[Start of section]

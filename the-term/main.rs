//! Command line host for walking a region of a file back through its git
//! history.

mod commands;

use std::{
  io,
  path::PathBuf,
};

use clap::{
  ArgAction,
  Args,
  Parser,
  Subcommand,
};
use eyre::{
  Result,
  WrapErr,
};
use the_rewind_loader::config::Config;
use the_rewind_vcs::{
  HistoryProviderRegistry,
  ProviderOptions,
};

use crate::commands::Region;

#[derive(Debug, Parser)]
#[command(name = "the-rewind", version)]
#[command(about = "Step a range of lines back through its version control history")]
struct Cli {
  /// Increase logging verbosity (repeat for more detail)
  #[arg(short = 'v', action = ArgAction::Count, global = true)]
  verbosity: u8,

  /// Save logs to a specific file
  #[arg(long = "log", value_name = "FILE", global = true)]
  log_file: Option<PathBuf>,

  /// Load configuration from a specific file
  #[arg(short = 'c', long = "config", value_name = "FILE", global = true)]
  config_file: Option<PathBuf>,

  #[command(subcommand)]
  command: Command,
}

#[derive(Debug, Subcommand)]
enum Command {
  /// Print every earlier state of the region, newest first
  Show(RegionArgs),
  /// Take COUNT steps back and print the region
  Step {
    #[command(flatten)]
    region: RegionArgs,

    /// Number of steps to take
    #[arg(short = 'n', long, default_value_t = 1)]
    count: usize,

    /// Write the result back to the file instead of printing the region
    #[arg(long)]
    write: bool,
  },
  /// Step back interactively, one step per line read from stdin
  Walk(RegionArgs),
}

#[derive(Debug, Args)]
struct RegionArgs {
  /// File the region belongs to
  file:  PathBuf,
  /// First line of the region (1-based)
  start: usize,
  /// Last line of the region (inclusive)
  end:   usize,
}

impl From<RegionArgs> for Region {
  fn from(args: RegionArgs) -> Self {
    Region {
      file:  args.file,
      start: args.start,
      end:   args.end,
    }
  }
}

fn main() -> Result<()> {
  let cli = Cli::parse();

  the_rewind_loader::initialize_config_file(cli.config_file);
  the_rewind_loader::initialize_log_file(cli.log_file);
  setup_logging(cli.verbosity).wrap_err("failed to initialize logging")?;

  let (Command::Show(region) | Command::Walk(region) | Command::Step { region, .. }) =
    &cli.command;
  // settings of the workspace the file lives in
  let dir = region
    .file
    .parent()
    .filter(|dir| !dir.as_os_str().is_empty())
    .map_or_else(|| PathBuf::from("."), PathBuf::from);
  let config = Config::load(&dir)?;
  let registry = HistoryProviderRegistry::new(ProviderOptions {
    program:     config.vcs.program,
    max_commits: config.history.max_commits,
  });

  let mut stdout = io::stdout().lock();
  match cli.command {
    Command::Show(args) => commands::show(&args.into(), &registry, &mut stdout),
    Command::Step {
      region,
      count,
      write,
    } => commands::step(&region.into(), count, write, &registry, &mut stdout),
    Command::Walk(args) => {
      commands::walk(&args.into(), &registry, io::stdin().lock(), &mut stdout)
    },
  }
}

fn setup_logging(verbosity: u8) -> Result<()> {
  let mut base_config = fern::Dispatch::new();

  base_config = match verbosity {
    0 => base_config.level(log::LevelFilter::Warn),
    1 => base_config.level(log::LevelFilter::Info),
    2 => base_config.level(log::LevelFilter::Debug),
    _ => base_config.level(log::LevelFilter::Trace),
  };

  // Separate file config so we can include year, month and day in file logs
  let file_config = fern::Dispatch::new()
    .format(|out, message, record| {
      out.finish(format_args!(
        "{} {} [{}] {}",
        chrono::Local::now().format("%Y-%m-%dT%H:%M:%S%.3f"),
        record.target(),
        record.level(),
        message
      ))
    })
    .chain(fern::log_file(the_rewind_loader::log_file())?);

  base_config.chain(file_config).apply()?;

  Ok(())
}
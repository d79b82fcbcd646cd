use std::{
  path::{
    Path,
    PathBuf,
  },
  process::{
    Command,
    Output,
  },
};

use eyre::{
  Result,
  WrapErr,
  eyre,
};
use the_rewind_lib::LineRange;

use crate::ProviderOptions;

#[cfg(test)]
mod test;

fn run_git(program: &str, cwd: &Path, args: &[&str]) -> Result<Output> {
  log::debug!("running {program} {} in {}", args.join(" "), cwd.display());
  let output = Command::new(program)
    .arg("-C")
    .arg(cwd)
    .args(args)
    .env_remove("GIT_DIR")
    .env_remove("GIT_WORK_TREE")
    .output()
    .wrap_err_with(|| format!("failed to run {program} in {}", cwd.display()))?;

  log::debug!("{program} {} exited with {}", args[0], output.status);
  if output.status.success() {
    Ok(output)
  } else {
    let stderr = String::from_utf8_lossy(&output.stderr);
    Err(eyre!("{program} {:?} failed: {}", args, stderr.trim()))
  }
}

fn stdout(output: Output, what: &str) -> Result<String> {
  String::from_utf8(output.stdout).wrap_err_with(|| format!("invalid {what} output"))
}

fn canonical_file_path(path: &Path) -> Result<PathBuf> {
  if path.exists() {
    std::fs::canonicalize(path)
      .wrap_err_with(|| format!("failed to canonicalize {}", path.display()))
  } else {
    Err(eyre!("path does not exist: {}", path.display()))
  }
}

/// Splits `file` into the directory the queries run in and the bare file
/// name they are given.
fn query_location(file: &Path) -> Result<(PathBuf, String)> {
  let file = canonical_file_path(file)?;
  let dir = file
    .parent()
    .ok_or_else(|| eyre!("file has no parent directory"))?;
  let name = file
    .file_name()
    .ok_or_else(|| eyre!("{} has no file name", file.display()))?;
  Ok((dir.to_path_buf(), name.to_string_lossy().into_owned()))
}

fn git_repo_root(program: &str, dir: &Path) -> Result<PathBuf> {
  let output = run_git(program, dir, &["rev-parse", "--show-toplevel"])?;
  let root = stdout(output, "git root")?;
  let root = root.trim();
  if root.is_empty() {
    return Err(eyre!("git repo root is empty"));
  }
  Ok(PathBuf::from(root))
}

/// Whether the last commit has `name` as a file. A repository without commits
/// and a path the last commit does not have as a file both have no history to
/// walk. Failing to find the repository at all is an error.
fn committed(program: &str, dir: &Path, name: &str) -> Result<bool> {
  let root = git_repo_root(program, dir)?;
  log::debug!("{} belongs to {}", dir.display(), root.display());

  if let Err(err) = run_git(program, dir, &["rev-parse", "--verify", "-q", "HEAD"]) {
    log::debug!("no commits yet: {err:#}");
    return Ok(false);
  }

  let spec = format!("HEAD:./{name}");
  match run_git(program, dir, &["cat-file", "-t", &spec]) {
    Ok(output) => Ok(stdout(output, "git cat-file")?.trim() == "blob"),
    Err(err) => {
      log::debug!("{err:#}");
      Ok(false)
    },
  }
}

pub fn working_diff(options: &ProviderOptions, file: &Path, context: usize) -> Result<String> {
  let (dir, name) = query_location(file)?;
  if !committed(&options.program, &dir, &name)? {
    log::debug!("{name} is not committed, treating it as unchanged");
    return Ok(String::new());
  }

  let context = format!("-U{context}");
  let output = run_git(&options.program, &dir, &[
    "diff",
    "--no-color",
    "--no-ext-diff",
    "--no-textconv",
    &context,
    "HEAD",
    "--",
    &name,
  ])?;
  stdout(output, "git diff")
}

pub fn line_log(options: &ProviderOptions, file: &Path, range: LineRange) -> Result<String> {
  let (dir, name) = query_location(file)?;
  if !committed(&options.program, &dir, &name)? {
    log::debug!("{name} is not committed, it has no history");
    return Ok(String::new());
  }

  let trace = format!("-L{range}:{name}");
  let limit = options.max_commits.map(|max| max.to_string());
  let mut args = vec![
    "log",
    "--no-color",
    "--no-decorate",
    "--no-notes",
    "--pretty=medium",
    trace.as_str(),
  ];
  if let Some(limit) = &limit {
    args.extend(["-n", limit.as_str()]);
  }
  let output = run_git(&options.program, &dir, &args)?;
  stdout(output, "git log")
}
//! `the_rewind_vcs` answers the two history queries of a region walk by
//! shelling out to a version control system. Currently only `git` is
//! supported.

use std::path::Path;

use eyre::{
  Result,
  bail,
};
use the_rewind_lib::{
  HistorySource,
  LineRange,
  error::{
    Error,
    Query,
  },
};

#[cfg(feature = "git")] mod git;

/// Settings shared by every provider.
#[derive(Debug, Clone, PartialEq, Eq)]
pub struct ProviderOptions {
  /// Executable used for the queries.
  pub program:     String,
  /// Limit on the number of commits the line-range log reports.
  pub max_commits: Option<usize>,
}

impl Default for ProviderOptions {
  fn default() -> Self {
    Self {
      program:     "git".to_owned(),
      max_commits: None,
    }
  }
}

/// Contains all active history providers. Providers are compiled in via
/// features and asked in order until one of them succeeds.
#[derive(Debug, Clone)]
pub struct HistoryProviderRegistry {
  providers: Vec<HistoryProvider>,
  options:   ProviderOptions,
}

impl HistoryProviderRegistry {
  pub fn new(options: ProviderOptions) -> Self {
    let mut providers = Vec::new();
    #[cfg(feature = "git")]
    providers.push(HistoryProvider::Git);
    providers.push(HistoryProvider::None);
    Self { providers, options }
  }

  pub fn options(&self) -> &ProviderOptions {
    &self.options
  }

  /// Runs `query` against each provider in turn. When all of them fail the
  /// error of the first one is reported, later ones only explain that they
  /// are unavailable.
  fn first_success<T>(
    &self,
    kind: Query,
    file: &Path,
    query: impl Fn(&HistoryProvider) -> Result<T>,
  ) -> the_rewind_lib::Result<T> {
    let mut first_err = None;
    for provider in &self.providers {
      match query(provider) {
        Ok(res) => return Ok(res),
        Err(err) => {
          log::debug!("{err:#?}");
          log::warn!("{provider:?} failed to run {kind} for {}", file.display());
          first_err.get_or_insert(err);
        },
      }
    }
    let reason = first_err.map_or_else(
      || "no history provider available".to_owned(),
      |err| format!("{err:#}"),
    );
    Err(Error::query_failed(kind, reason))
  }
}

impl Default for HistoryProviderRegistry {
  fn default() -> Self {
    Self::new(ProviderOptions::default())
  }
}

impl HistorySource for HistoryProviderRegistry {
  fn working_diff(&self, file: &Path, context: usize) -> the_rewind_lib::Result<String> {
    self.first_success(Query::WorkingDiff, file, |provider| {
      provider.working_diff(&self.options, file, context)
    })
  }

  fn line_log(&self, file: &Path, range: LineRange) -> the_rewind_lib::Result<String> {
    self.first_success(Query::LineLog, file, |provider| {
      provider.line_log(&self.options, file, range)
    })
  }
}

/// A union type that includes all types that can answer history queries.
///
/// `Copy` is simply to ensure the `clone()` call is the simplest it can be.
#[derive(Debug, Copy, Clone)]
enum HistoryProvider {
  #[cfg(feature = "git")]
  Git,
  None,
}

impl HistoryProvider {
  fn working_diff(
    &self,
    _options: &ProviderOptions,
    _file: &Path,
    _context: usize,
  ) -> Result<String> {
    match self {
      #[cfg(feature = "git")]
      Self::Git => git::working_diff(_options, _file, _context),
      Self::None => bail!("No history support compiled in"),
    }
  }

  fn line_log(&self, _options: &ProviderOptions, _file: &Path, _range: LineRange) -> Result<String> {
    match self {
      #[cfg(feature = "git")]
      Self::Git => git::line_log(_options, _file, _range),
      Self::None => bail!("No history support compiled in"),
    }
  }
}

#[cfg(test)]
mod test {
  use super::*;

  #[test]
  fn without_providers_every_query_fails() {
    let registry = HistoryProviderRegistry {
      providers: vec![HistoryProvider::None],
      options:   ProviderOptions::default(),
    };
    let err = registry
      .line_log(Path::new("file.txt"), LineRange::new(1, 2).unwrap())
      .unwrap_err();
    assert!(matches!(
      err,
      Error::QueryFailed {
        query: Query::LineLog,
        ..
      }
    ));
    assert!(err.to_string().contains("No history support compiled in"));
  }
}
use std::fmt;

use thiserror::Error;

/// Result type for region history operations.
pub type Result<T> = std::result::Result<T, Error>;

/// The external query an error originated from.
#[derive(Debug, Clone, Copy, PartialEq, Eq)]
pub enum Query {
  /// Whole-file diff of the working copy against the last commit.
  WorkingDiff,
  /// Line-range log over every commit that touched the region.
  LineLog,
}

impl fmt::Display for Query {
  fn fmt(&self, f: &mut fmt::Formatter<'_>) -> fmt::Result {
    match self {
      Self::WorkingDiff => f.write_str("working copy diff"),
      Self::LineLog => f.write_str("line range log"),
    }
  }
}

/// Errors that can occur while walking the history of a region.
///
/// None of them are fatal for the host: the walk that produced the error is
/// abandoned (or, for [`Error::HistoryExhausted`], simply cannot continue) and
/// the next non-repeat invocation starts over.
#[derive(Debug, Error)]
pub enum Error {
  #[error("invalid line range {start}-{end}")]
  InvalidRange { start: usize, end: usize },
  #[error("selection not found in history (lines {start}-{end})")]
  NoMapping { start: usize, end: usize },
  #[error("no more history for this region")]
  HistoryExhausted,
  #[error("{query} failed: {reason}")]
  QueryFailed { query: Query, reason: String },
}

impl Error {
  pub fn query_failed(query: Query, reason: impl Into<String>) -> Self {
    Self::QueryFailed {
      query,
      reason: reason.into(),
    }
  }
}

[End of section]

■ Exercise description: Show every line of the data that includes the string "stderr".

■ Result for this exercise:
    let stderr = String::from_utf8_lossy(&output.stderr);
    Err(eyre!("{program} {:?} failed: {}", args, stderr.trim()))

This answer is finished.